→ Exercise instructions
From the entries, filter out every line that lacks "Some" and copy the rest.

→ Recorded information
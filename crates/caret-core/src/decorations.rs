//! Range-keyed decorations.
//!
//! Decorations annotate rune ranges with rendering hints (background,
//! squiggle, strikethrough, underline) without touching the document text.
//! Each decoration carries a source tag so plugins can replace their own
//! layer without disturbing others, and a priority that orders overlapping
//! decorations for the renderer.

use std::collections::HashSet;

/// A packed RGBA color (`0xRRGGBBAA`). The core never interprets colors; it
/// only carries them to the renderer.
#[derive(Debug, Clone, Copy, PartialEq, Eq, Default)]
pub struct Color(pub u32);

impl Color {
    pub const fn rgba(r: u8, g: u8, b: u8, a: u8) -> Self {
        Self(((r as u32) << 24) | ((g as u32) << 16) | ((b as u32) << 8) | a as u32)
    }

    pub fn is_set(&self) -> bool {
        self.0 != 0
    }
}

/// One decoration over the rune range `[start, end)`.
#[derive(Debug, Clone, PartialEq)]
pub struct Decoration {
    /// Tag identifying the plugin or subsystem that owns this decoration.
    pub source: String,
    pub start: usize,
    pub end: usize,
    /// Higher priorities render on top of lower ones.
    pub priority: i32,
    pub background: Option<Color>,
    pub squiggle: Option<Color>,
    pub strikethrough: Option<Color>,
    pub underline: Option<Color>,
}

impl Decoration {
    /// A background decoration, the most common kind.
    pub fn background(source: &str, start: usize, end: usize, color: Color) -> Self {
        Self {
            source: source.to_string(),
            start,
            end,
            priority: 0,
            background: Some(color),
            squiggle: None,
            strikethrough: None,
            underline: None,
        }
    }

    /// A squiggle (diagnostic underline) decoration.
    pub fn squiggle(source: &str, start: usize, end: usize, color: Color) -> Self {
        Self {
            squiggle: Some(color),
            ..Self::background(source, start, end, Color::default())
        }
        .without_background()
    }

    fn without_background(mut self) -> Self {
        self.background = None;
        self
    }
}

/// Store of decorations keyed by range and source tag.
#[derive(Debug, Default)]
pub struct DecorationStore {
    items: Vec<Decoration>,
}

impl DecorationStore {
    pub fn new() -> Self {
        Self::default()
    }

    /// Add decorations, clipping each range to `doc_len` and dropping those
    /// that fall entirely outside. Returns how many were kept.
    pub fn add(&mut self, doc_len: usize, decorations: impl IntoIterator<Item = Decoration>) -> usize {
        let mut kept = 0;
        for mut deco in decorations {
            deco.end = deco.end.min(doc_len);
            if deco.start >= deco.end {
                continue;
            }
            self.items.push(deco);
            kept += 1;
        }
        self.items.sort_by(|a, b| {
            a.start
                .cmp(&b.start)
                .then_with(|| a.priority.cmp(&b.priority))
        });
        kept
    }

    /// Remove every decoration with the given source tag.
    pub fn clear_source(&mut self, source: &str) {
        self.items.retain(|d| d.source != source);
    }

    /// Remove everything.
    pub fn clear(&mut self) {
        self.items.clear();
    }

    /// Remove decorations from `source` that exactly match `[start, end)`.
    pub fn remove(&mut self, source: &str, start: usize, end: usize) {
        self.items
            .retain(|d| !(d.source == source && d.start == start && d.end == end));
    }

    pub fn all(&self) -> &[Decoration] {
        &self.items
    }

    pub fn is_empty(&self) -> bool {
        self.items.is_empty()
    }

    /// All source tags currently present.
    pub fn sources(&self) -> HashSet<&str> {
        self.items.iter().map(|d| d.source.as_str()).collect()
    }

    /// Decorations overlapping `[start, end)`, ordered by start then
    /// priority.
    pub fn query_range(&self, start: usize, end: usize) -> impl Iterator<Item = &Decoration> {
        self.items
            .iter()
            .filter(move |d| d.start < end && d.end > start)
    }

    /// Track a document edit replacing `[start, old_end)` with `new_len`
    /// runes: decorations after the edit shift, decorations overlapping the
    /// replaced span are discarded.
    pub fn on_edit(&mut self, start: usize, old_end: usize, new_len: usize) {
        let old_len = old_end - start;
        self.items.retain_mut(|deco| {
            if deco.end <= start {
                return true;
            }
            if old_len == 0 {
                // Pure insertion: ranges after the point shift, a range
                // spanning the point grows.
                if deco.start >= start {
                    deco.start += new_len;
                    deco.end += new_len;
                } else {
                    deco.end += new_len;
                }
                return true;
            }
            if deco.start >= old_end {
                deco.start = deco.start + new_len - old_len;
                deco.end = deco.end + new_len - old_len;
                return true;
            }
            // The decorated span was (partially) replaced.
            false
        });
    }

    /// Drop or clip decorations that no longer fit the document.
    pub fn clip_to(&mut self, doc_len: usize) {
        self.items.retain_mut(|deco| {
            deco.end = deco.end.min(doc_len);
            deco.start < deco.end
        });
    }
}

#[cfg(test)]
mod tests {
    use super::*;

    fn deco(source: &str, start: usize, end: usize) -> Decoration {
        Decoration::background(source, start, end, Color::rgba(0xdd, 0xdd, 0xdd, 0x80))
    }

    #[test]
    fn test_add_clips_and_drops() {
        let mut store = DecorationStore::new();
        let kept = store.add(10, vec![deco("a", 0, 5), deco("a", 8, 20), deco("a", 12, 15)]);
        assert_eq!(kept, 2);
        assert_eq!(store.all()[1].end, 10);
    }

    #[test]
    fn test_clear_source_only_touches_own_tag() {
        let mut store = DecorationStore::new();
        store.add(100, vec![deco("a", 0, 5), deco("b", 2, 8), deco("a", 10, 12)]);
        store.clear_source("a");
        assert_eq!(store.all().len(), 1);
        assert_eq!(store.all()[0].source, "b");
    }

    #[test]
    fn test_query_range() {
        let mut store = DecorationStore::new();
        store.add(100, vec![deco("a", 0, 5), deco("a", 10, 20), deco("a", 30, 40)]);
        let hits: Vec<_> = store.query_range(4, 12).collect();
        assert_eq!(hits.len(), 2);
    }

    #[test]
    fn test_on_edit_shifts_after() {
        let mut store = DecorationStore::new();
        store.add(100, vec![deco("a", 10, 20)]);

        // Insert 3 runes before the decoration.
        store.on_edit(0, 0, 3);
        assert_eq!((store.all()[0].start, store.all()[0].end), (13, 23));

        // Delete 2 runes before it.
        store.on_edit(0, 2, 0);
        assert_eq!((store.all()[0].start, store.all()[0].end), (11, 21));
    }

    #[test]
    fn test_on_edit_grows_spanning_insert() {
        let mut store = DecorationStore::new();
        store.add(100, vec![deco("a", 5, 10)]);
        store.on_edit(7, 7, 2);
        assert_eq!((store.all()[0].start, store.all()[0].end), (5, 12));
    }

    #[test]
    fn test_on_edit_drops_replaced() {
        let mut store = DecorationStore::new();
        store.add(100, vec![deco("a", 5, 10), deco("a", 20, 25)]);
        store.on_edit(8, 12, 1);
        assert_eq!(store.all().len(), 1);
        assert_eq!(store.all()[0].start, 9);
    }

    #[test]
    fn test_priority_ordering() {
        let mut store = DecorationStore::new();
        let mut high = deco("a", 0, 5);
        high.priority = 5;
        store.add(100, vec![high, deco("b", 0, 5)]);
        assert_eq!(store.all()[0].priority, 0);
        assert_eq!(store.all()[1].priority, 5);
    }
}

→ Answer box
            background: Some(color),
            squiggle: Some(color),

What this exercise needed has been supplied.